**Your assignment:** Every line in the records below that holds the word "Whether" is to be copied.

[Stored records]
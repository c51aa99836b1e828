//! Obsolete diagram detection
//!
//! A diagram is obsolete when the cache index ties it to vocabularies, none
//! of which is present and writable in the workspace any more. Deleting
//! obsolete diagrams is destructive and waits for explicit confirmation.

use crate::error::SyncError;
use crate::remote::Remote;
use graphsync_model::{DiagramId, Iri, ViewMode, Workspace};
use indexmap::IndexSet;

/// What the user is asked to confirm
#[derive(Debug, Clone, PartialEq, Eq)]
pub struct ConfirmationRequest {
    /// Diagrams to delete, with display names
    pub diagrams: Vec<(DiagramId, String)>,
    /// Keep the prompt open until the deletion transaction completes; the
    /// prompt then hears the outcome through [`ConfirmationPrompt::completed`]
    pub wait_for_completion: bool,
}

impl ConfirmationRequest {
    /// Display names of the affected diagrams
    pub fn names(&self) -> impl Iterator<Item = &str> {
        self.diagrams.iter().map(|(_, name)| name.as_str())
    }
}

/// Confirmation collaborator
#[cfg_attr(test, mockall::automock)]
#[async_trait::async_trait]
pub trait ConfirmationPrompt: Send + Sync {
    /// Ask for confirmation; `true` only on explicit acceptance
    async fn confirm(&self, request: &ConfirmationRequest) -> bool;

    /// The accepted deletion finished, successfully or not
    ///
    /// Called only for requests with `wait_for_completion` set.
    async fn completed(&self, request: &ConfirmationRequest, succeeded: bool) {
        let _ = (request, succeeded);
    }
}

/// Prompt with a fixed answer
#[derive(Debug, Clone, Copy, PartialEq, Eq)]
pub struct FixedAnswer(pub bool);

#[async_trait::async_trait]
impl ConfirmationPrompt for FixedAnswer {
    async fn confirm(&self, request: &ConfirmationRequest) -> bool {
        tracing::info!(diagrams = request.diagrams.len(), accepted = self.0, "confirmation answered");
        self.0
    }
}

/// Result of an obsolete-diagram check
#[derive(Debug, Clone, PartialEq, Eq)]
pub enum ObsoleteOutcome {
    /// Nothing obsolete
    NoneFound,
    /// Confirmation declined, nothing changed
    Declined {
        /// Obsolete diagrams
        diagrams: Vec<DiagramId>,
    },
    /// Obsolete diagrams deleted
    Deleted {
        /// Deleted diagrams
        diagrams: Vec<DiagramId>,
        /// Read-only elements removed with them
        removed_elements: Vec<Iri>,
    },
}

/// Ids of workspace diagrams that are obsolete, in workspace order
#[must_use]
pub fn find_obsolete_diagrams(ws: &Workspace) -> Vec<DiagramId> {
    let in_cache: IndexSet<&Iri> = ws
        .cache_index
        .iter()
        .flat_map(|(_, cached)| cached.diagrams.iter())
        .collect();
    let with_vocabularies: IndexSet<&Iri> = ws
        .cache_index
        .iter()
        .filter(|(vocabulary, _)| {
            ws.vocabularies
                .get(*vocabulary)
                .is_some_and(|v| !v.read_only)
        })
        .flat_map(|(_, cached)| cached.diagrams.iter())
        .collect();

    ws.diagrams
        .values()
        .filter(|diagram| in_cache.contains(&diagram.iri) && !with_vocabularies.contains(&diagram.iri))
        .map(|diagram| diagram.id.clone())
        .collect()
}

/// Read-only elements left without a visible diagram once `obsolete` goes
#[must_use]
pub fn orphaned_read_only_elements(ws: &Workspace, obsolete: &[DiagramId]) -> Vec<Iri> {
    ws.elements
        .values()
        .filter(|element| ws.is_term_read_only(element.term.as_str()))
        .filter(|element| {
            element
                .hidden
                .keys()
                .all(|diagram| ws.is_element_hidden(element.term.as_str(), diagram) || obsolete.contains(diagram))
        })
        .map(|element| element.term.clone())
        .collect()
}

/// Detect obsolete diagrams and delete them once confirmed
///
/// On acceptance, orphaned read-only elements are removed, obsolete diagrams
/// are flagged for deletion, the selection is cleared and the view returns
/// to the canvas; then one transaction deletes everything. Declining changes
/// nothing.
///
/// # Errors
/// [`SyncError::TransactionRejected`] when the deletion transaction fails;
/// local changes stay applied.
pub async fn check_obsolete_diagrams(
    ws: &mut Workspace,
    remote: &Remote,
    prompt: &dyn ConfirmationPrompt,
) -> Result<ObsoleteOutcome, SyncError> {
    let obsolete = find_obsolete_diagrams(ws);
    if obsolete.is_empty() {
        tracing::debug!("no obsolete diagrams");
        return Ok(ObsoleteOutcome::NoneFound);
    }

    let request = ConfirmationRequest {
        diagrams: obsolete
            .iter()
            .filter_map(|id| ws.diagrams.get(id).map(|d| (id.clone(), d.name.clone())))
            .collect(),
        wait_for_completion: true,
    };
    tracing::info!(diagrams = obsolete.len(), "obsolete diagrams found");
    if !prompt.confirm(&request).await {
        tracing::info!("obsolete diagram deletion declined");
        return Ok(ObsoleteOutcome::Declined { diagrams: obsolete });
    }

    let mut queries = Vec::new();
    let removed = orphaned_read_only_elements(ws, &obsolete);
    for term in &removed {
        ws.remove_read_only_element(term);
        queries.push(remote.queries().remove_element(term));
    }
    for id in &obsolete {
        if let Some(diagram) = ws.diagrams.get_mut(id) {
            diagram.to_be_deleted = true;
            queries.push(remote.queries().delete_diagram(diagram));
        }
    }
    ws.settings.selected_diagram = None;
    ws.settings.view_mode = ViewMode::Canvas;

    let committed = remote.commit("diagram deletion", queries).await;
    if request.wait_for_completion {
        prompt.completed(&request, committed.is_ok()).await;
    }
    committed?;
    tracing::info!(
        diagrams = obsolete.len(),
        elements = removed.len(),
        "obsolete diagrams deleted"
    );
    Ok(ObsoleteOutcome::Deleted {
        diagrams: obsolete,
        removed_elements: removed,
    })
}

...

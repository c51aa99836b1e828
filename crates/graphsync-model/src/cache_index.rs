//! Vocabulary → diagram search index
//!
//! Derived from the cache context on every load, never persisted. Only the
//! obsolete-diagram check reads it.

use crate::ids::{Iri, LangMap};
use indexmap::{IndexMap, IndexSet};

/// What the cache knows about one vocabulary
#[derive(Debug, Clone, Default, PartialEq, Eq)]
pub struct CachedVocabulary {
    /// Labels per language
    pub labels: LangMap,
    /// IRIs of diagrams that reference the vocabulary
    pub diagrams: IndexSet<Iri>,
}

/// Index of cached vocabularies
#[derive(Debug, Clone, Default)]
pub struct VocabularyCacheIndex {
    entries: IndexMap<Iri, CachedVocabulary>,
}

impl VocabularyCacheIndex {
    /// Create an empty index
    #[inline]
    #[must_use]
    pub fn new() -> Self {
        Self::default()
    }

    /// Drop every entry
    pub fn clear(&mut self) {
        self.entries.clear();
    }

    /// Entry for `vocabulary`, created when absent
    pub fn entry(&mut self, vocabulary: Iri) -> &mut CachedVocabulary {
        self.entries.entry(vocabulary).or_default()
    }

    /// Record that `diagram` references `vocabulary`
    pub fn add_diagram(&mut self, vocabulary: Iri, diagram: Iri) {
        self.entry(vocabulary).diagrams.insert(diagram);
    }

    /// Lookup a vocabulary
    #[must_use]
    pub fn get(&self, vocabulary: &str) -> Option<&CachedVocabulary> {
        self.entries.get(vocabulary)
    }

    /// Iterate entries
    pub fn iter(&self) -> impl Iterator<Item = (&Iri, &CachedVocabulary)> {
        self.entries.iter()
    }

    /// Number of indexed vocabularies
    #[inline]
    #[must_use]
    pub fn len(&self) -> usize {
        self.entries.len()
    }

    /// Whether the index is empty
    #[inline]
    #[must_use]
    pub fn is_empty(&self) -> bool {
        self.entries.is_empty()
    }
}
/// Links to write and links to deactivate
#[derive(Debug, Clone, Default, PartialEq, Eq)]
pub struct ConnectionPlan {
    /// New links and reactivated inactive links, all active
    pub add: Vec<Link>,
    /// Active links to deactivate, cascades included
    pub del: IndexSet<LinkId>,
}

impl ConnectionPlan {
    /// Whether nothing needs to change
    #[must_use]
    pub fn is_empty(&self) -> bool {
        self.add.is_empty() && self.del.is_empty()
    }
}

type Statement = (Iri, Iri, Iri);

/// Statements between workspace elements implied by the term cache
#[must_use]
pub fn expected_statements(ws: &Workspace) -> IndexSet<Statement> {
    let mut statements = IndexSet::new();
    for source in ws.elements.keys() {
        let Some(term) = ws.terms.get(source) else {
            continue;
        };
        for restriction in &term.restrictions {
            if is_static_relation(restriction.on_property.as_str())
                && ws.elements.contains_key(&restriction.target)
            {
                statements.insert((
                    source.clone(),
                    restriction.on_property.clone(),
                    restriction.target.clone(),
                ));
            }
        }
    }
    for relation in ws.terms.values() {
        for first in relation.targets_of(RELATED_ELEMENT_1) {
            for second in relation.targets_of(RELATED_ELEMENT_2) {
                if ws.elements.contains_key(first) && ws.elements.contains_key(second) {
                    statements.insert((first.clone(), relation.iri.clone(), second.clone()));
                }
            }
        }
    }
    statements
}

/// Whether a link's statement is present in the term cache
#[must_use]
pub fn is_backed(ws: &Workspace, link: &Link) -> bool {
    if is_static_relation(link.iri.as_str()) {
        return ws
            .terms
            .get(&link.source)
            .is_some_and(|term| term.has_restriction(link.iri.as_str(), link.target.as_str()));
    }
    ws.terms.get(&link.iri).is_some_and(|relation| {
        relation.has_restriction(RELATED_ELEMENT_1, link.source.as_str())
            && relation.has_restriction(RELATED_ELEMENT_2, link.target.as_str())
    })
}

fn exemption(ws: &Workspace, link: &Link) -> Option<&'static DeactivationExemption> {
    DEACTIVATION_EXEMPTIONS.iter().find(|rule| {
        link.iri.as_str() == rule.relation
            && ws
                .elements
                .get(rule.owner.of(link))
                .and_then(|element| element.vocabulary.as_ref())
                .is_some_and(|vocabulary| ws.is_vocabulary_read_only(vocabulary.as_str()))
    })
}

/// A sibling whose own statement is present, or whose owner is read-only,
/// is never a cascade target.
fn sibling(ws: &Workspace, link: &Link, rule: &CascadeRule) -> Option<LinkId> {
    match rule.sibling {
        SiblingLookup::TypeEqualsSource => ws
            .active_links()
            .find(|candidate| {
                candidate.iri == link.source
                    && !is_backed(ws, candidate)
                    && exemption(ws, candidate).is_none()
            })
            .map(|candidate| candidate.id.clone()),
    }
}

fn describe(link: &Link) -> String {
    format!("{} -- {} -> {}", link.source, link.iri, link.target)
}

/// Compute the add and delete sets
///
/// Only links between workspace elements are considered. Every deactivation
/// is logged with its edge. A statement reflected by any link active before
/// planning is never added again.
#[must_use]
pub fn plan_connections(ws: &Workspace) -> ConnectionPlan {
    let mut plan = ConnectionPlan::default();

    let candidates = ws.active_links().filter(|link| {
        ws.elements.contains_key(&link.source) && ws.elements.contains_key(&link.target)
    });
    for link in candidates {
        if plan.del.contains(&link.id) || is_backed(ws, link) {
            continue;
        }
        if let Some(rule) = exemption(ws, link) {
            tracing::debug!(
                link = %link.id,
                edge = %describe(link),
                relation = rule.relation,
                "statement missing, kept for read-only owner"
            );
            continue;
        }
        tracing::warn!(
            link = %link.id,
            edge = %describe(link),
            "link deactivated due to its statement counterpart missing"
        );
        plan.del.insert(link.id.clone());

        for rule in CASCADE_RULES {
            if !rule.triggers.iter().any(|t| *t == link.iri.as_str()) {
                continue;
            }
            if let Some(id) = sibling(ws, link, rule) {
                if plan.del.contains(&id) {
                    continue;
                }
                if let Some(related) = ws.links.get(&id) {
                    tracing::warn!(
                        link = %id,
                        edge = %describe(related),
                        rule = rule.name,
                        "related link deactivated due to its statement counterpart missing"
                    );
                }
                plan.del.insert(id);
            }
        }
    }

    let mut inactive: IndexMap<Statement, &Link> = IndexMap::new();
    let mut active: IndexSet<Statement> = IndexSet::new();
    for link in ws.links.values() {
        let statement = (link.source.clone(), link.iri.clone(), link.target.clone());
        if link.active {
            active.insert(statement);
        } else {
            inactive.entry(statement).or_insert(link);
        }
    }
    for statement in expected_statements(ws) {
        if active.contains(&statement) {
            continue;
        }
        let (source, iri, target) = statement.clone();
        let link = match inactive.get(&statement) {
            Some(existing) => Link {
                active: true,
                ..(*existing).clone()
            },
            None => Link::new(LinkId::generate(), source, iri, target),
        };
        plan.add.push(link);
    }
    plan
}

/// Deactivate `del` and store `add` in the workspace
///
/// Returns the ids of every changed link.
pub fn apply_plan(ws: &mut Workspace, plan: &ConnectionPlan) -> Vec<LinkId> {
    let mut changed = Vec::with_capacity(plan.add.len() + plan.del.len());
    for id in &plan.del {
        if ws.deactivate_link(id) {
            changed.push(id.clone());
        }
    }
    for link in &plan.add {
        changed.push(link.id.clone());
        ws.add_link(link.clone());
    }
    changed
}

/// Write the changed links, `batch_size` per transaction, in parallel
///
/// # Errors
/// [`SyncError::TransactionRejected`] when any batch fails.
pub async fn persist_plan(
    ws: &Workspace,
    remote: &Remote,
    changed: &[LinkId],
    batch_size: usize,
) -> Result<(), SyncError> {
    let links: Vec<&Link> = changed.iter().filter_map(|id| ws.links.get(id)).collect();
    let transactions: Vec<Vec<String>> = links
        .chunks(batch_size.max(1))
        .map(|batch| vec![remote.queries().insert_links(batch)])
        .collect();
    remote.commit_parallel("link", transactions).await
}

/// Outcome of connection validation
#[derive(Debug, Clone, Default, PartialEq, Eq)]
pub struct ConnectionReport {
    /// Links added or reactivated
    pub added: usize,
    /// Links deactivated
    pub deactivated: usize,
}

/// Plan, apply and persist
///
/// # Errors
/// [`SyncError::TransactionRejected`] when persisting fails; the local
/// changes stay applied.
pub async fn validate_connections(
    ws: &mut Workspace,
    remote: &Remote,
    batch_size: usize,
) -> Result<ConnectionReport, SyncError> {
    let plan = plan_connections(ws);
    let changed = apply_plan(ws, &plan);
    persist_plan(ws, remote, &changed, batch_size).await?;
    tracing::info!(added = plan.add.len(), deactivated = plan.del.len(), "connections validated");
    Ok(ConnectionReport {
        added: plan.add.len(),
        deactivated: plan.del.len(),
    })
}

**Solution below:**
    /// Whether the index is empty
    /// Whether nothing needs to change
/// Whether a link's statement is present in the term cache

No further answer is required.